▶ _Task_
Whenever a line in the records below holds the string "IntGaugeVec", copy it out.

▶ _Given records_
*-*-*

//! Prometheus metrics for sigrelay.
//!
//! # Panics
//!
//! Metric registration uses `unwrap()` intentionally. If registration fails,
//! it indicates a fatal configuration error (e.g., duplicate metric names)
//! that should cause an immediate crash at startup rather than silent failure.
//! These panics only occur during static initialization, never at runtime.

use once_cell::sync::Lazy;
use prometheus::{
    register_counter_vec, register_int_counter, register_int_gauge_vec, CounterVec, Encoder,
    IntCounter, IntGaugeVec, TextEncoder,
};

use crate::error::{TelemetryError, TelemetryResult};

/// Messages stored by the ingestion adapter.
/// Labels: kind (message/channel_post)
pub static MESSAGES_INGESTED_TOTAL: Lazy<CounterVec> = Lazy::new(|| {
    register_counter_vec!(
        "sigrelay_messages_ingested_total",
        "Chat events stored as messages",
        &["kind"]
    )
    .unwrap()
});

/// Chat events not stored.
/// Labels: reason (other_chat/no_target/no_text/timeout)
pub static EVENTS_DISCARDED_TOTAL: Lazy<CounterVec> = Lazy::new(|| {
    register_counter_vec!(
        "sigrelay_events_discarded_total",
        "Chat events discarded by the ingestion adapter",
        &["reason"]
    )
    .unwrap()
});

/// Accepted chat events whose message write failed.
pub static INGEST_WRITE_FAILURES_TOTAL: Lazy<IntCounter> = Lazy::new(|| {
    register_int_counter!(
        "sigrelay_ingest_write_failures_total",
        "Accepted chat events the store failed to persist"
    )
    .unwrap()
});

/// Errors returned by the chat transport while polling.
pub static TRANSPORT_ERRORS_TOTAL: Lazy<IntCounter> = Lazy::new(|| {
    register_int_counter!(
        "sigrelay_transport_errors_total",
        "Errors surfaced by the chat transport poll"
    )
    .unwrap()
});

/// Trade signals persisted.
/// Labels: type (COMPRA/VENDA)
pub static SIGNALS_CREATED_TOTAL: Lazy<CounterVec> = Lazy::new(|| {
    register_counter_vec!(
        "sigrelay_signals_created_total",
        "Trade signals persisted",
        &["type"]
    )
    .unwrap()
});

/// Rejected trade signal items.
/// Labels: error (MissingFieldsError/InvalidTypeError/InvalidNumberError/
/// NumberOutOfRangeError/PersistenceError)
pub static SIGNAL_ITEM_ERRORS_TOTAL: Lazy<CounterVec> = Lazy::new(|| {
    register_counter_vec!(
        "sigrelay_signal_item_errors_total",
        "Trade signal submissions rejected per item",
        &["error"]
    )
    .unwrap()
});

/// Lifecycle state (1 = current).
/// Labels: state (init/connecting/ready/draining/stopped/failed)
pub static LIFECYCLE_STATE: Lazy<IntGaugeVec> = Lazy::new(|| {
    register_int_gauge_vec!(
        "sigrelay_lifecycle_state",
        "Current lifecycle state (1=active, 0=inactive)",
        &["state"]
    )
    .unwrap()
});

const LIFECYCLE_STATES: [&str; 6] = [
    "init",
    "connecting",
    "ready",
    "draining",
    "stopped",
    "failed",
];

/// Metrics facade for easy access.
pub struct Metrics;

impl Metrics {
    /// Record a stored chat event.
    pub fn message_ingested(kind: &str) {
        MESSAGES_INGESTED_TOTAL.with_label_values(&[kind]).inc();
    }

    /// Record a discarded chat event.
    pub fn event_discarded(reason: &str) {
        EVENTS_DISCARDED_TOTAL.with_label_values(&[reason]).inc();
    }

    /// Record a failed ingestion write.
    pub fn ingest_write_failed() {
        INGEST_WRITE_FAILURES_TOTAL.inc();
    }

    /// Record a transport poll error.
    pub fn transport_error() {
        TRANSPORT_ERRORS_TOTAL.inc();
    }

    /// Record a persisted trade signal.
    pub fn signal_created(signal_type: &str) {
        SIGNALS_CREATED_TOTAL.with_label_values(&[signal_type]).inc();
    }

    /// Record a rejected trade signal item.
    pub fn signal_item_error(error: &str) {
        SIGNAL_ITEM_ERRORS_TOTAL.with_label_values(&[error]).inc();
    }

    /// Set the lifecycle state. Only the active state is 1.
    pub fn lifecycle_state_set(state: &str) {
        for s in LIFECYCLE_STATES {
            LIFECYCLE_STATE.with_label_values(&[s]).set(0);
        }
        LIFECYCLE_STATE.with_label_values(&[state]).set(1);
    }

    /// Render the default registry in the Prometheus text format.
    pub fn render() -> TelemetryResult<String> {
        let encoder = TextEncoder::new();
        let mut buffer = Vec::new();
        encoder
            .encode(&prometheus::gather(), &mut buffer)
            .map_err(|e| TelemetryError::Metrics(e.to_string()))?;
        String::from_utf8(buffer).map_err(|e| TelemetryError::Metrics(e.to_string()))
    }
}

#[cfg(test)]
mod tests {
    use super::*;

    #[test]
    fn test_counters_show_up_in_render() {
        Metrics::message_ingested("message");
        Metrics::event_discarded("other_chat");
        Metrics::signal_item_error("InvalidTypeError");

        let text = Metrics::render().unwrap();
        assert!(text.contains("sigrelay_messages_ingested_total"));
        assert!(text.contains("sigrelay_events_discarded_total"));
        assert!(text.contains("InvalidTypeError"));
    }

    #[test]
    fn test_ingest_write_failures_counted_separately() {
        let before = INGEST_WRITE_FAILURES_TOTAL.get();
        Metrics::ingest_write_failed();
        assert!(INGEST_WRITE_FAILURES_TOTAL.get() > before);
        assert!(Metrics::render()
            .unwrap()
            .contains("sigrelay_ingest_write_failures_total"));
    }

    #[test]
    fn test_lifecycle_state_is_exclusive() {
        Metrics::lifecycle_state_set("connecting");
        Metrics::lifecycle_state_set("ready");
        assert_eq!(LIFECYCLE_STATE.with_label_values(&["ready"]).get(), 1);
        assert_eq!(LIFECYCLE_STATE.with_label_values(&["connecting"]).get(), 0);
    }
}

*-*-*

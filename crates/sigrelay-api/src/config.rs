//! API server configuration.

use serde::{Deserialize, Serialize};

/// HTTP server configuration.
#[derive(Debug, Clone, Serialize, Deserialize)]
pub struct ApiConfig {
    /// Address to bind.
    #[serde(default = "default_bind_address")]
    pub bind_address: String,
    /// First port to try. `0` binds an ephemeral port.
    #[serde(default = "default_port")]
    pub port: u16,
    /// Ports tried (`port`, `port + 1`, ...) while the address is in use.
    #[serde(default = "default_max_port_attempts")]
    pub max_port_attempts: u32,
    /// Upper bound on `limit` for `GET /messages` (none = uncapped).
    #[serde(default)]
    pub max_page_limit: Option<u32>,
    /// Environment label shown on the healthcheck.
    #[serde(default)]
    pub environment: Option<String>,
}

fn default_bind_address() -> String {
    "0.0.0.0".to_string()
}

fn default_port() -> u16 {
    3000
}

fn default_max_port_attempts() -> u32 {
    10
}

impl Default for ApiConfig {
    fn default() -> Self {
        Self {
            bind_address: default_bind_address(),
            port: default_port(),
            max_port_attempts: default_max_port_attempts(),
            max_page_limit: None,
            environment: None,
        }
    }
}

*-*-*

▶ _Exercise output_
    IntCounter, IntGaugeVec, TextEncoder,
pub static LIFECYCLE_STATE: Lazy<IntGaugeVec> = Lazy::new(|| {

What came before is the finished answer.